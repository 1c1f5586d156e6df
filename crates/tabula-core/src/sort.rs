//! Column sorting.

use crate::column::ColumnKind;
use crate::record::{CellValue, Record};
use serde::{Deserialize, Serialize};
use std::cmp::Ordering;

/// Sort direction.
#[derive(Debug, Clone, Copy, PartialEq, Eq, Default, Serialize, Deserialize)]
#[serde(rename_all = "lowercase")]
pub enum SortDirection {
    #[default]
    #[serde(alias = "ascending")]
    Asc,
    #[serde(alias = "descending")]
    Desc,
}

impl SortDirection {
    /// The opposite direction.
    #[must_use]
    pub const fn toggle(self) -> Self {
        match self {
            Self::Asc => Self::Desc,
            Self::Desc => Self::Asc,
        }
    }

    /// Value for the `aria-sort` attribute.
    #[must_use]
    pub const fn aria(self) -> &'static str {
        match self {
            Self::Asc => "ascending",
            Self::Desc => "descending",
        }
    }
}

/// Current sort column and direction. No column means insertion order.
#[derive(Debug, Clone, PartialEq, Eq, Default, Serialize, Deserialize)]
pub struct SortState {
    /// Column key being sorted
    pub column: Option<String>,
    /// Sort direction
    #[serde(default)]
    pub direction: SortDirection,
}

impl SortState {
    /// Sort by `column` in `direction`.
    pub fn by(column: impl Into<String>, direction: SortDirection) -> Self {
        Self {
            column: Some(column.into()),
            direction,
        }
    }

    /// Check if a column is set.
    #[must_use]
    pub const fn is_active(&self) -> bool {
        self.column.is_some()
    }

    /// Direction for `key` if it is the sort column.
    #[must_use]
    pub fn direction_for(&self, key: &str) -> Option<SortDirection> {
        (self.column.as_deref() == Some(key)).then_some(self.direction)
    }

    /// Apply a header click: the same column flips direction, a new column
    /// starts ascending.
    pub fn request(&mut self, column: &str) {
        if self.column.as_deref() == Some(column) {
            self.direction = self.direction.toggle();
        } else {
            self.column = Some(column.to_string());
            self.direction = SortDirection::Asc;
        }
    }
}

/// Compare two cell values.
///
/// Two numbers compare numerically; anything else compares as lower-cased
/// text.
#[must_use]
pub fn compare_values(a: &CellValue, b: &CellValue) -> Ordering {
    match (a.as_number(), b.as_number()) {
        (Some(x), Some(y)) => x.total_cmp(&y),
        _ => compare_text(
            &a.as_search_text().to_lowercase(),
            &b.as_search_text().to_lowercase(),
        ),
    }
}

/// Root-locale style text comparison.
///
/// Compares case-folded text first and only falls back to the raw strings
/// to break ties, so `"a" < "B" < "b" < "c"`.
#[must_use]
pub fn compare_text(a: &str, b: &str) -> Ordering {
    let folded = a
        .chars()
        .flat_map(char::to_lowercase)
        .cmp(b.chars().flat_map(char::to_lowercase));
    folded.then_with(|| a.cmp(b))
}

/// Sort records by the state's column. Stable in both directions.
#[must_use]
pub fn sort_records<'a>(records: Vec<&'a Record>, sort: &SortState) -> Vec<&'a Record> {
    sort_records_as(records, sort, None)
}

/// Like [`sort_records`], with cells first viewed as the column's declared
/// kind, so numeric text in a [`ColumnKind::Number`] column sorts by value.
#[must_use]
pub fn sort_records_as<'a>(
    mut records: Vec<&'a Record>,
    sort: &SortState,
    kind: Option<ColumnKind>,
) -> Vec<&'a Record> {
    let Some(column) = sort.column.as_deref() else {
        return records;
    };
    let kind = kind.unwrap_or_default();
    let direction = sort.direction;
    records.sort_by(|a, b| {
        let ordering = compare_values(
            &kind.coerce(a.value(column)),
            &kind.coerce(b.value(column)),
        );
        match direction {
            SortDirection::Asc => ordering,
            SortDirection::Desc => ordering.reverse(),
        }
    });
    records
}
-*-
**Problem to solve:** All of the records above are to be returned exactly as they stand.

**Answer to this problem:**
repository 1c1f5586d156e6df
filename crates/tabula-core/src/sort.rs
//! Column sorting.

use crate::column::ColumnKind;
use crate::record::{CellValue, Record};
use serde::{Deserialize, Serialize};
use std::cmp::Ordering;

/// Sort direction.
#[derive(Debug, Clone, Copy, PartialEq, Eq, Default, Serialize, Deserialize)]
#[serde(rename_all = "lowercase")]
pub enum SortDirection {
    #[default]
    #[serde(alias = "ascending")]
    Asc,
    #[serde(alias = "descending")]
    Desc,
}

impl SortDirection {
    /// The opposite direction.
    #[must_use]
    pub const fn toggle(self) -> Self {
        match self {
            Self::Asc => Self::Desc,
            Self::Desc => Self::Asc,
        }
    }

    /// Value for the `aria-sort` attribute.
    #[must_use]
    pub const fn aria(self) -> &'static str {
        match self {
            Self::Asc => "ascending",
            Self::Desc => "descending",
        }
    }
}

/// Current sort column and direction. No column means insertion order.
#[derive(Debug, Clone, PartialEq, Eq, Default, Serialize, Deserialize)]
pub struct SortState {
    /// Column key being sorted
    pub column: Option<String>,
    /// Sort direction
    #[serde(default)]
    pub direction: SortDirection,
}

impl SortState {
    /// Sort by `column` in `direction`.
    pub fn by(column: impl Into<String>, direction: SortDirection) -> Self {
        Self {
            column: Some(column.into()),
            direction,
        }
    }

    /// Check if a column is set.
    #[must_use]
    pub const fn is_active(&self) -> bool {
        self.column.is_some()
    }

    /// Direction for `key` if it is the sort column.
    #[must_use]
    pub fn direction_for(&self, key: &str) -> Option<SortDirection> {
        (self.column.as_deref() == Some(key)).then_some(self.direction)
    }

    /// Apply a header click: the same column flips direction, a new column
    /// starts ascending.
    pub fn request(&mut self, column: &str) {
        if self.column.as_deref() == Some(column) {
            self.direction = self.direction.toggle();
        } else {
            self.column = Some(column.to_string());
            self.direction = SortDirection::Asc;
        }
    }
}

/// Compare two cell values.
///
/// Two numbers compare numerically; anything else compares as lower-cased
/// text.
#[must_use]
pub fn compare_values(a: &CellValue, b: &CellValue) -> Ordering {
    match (a.as_number(), b.as_number()) {
        (Some(x), Some(y)) => x.total_cmp(&y),
        _ => compare_text(
            &a.as_search_text().to_lowercase(),
            &b.as_search_text().to_lowercase(),
        ),
    }
}

/// Root-locale style text comparison.
///
/// Compares case-folded text first and only falls back to the raw strings
/// to break ties, so `"a" < "B" < "b" < "c"`.
#[must_use]
pub fn compare_text(a: &str, b: &str) -> Ordering {
    let folded = a
        .chars()
        .flat_map(char::to_lowercase)
        .cmp(b.chars().flat_map(char::to_lowercase));
    folded.then_with(|| a.cmp(b))
}

/// Sort records by the state's column. Stable in both directions.
#[must_use]
pub fn sort_records<'a>(records: Vec<&'a Record>, sort: &SortState) -> Vec<&'a Record> {
    sort_records_as(records, sort, None)
}

/// Like [`sort_records`], with cells first viewed as the column's declared
/// kind, so numeric text in a [`ColumnKind::Number`] column sorts by value.
#[must_use]
pub fn sort_records_as<'a>(
    mut records: Vec<&'a Record>,
    sort: &SortState,
    kind: Option<ColumnKind>,
) -> Vec<&'a Record> {
    let Some(column) = sort.column.as_deref() else {
        return records;
    };
    let kind = kind.unwrap_or_default();
    let direction = sort.direction;
    records.sort_by(|a, b| {
        let ordering = compare_values(
            &kind.coerce(a.value(column)),
            &kind.coerce(b.value(column)),
        );
        match direction {
            SortDirection::Asc => ordering,
            SortDirection::Desc => ordering.reverse(),
        }
    });
    records
}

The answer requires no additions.